WHAT TO DO ▸
Work out how many lines in this listing hold the word "CepstralEstimator", and give the number with nothing added.

*** Begin section ***

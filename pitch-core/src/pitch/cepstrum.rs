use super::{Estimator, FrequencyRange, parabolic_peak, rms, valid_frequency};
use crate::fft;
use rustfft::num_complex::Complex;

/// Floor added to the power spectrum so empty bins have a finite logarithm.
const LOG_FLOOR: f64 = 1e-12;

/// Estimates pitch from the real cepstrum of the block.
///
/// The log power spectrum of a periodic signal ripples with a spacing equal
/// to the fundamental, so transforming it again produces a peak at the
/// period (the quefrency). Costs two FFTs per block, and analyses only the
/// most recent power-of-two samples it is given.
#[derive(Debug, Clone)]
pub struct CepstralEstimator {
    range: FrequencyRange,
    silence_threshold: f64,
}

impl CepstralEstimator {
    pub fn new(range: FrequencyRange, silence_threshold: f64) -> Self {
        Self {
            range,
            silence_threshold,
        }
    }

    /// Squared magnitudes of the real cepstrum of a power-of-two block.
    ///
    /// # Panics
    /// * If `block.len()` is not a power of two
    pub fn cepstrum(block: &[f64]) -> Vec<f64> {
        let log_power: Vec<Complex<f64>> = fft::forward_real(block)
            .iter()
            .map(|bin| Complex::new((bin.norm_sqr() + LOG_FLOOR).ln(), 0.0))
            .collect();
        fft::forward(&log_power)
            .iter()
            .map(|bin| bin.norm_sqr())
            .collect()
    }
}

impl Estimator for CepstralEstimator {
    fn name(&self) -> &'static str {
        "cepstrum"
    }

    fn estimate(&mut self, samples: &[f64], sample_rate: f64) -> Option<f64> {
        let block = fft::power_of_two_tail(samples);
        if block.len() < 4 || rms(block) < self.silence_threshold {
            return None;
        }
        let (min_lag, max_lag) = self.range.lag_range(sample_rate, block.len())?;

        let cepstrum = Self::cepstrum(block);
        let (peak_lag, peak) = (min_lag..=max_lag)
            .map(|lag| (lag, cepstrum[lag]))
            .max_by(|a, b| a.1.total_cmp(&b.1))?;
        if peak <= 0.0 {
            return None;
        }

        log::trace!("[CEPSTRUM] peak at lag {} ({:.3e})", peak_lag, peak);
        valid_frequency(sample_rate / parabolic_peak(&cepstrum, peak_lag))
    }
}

*** End section ***
*** Begin section ***

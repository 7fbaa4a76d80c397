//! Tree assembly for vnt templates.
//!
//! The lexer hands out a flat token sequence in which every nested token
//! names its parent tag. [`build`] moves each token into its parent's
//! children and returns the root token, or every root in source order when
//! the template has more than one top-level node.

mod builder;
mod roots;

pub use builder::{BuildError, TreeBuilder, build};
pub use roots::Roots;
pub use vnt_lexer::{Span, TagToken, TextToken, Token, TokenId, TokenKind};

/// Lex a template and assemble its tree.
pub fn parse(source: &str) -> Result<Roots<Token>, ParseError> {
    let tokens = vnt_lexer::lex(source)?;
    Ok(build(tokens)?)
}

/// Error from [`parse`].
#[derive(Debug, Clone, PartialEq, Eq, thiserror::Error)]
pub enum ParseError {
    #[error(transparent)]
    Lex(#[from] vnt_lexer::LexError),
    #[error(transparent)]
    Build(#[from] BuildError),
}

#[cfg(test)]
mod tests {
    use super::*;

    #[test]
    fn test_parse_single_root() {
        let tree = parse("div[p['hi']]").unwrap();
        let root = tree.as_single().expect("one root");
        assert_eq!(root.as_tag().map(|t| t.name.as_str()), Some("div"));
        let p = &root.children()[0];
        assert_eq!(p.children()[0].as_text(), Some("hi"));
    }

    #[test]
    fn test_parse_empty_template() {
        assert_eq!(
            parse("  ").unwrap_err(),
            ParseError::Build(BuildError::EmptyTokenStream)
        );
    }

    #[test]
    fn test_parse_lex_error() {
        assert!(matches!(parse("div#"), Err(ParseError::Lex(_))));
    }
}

*** End section ***
*** Begin section ***

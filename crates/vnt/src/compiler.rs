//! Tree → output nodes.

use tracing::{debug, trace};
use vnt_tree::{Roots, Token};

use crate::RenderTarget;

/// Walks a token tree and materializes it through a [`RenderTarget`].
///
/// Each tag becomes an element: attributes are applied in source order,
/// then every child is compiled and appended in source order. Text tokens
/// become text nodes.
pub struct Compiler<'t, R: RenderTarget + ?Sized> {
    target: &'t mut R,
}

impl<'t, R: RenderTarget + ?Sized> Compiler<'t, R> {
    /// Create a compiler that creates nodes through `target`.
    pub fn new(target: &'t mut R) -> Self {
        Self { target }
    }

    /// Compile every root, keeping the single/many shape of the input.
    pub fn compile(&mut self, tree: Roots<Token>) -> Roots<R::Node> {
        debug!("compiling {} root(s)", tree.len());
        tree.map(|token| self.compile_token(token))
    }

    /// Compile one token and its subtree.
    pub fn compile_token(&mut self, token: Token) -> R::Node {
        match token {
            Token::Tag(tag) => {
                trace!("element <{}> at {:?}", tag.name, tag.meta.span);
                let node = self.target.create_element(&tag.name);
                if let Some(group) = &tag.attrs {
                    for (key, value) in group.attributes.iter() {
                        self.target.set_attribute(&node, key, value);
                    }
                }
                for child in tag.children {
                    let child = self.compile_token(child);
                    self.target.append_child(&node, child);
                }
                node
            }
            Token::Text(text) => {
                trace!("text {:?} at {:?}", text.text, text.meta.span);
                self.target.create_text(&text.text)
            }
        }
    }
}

*** End section ***

OUTPUT FOR THIS TASK ▸
3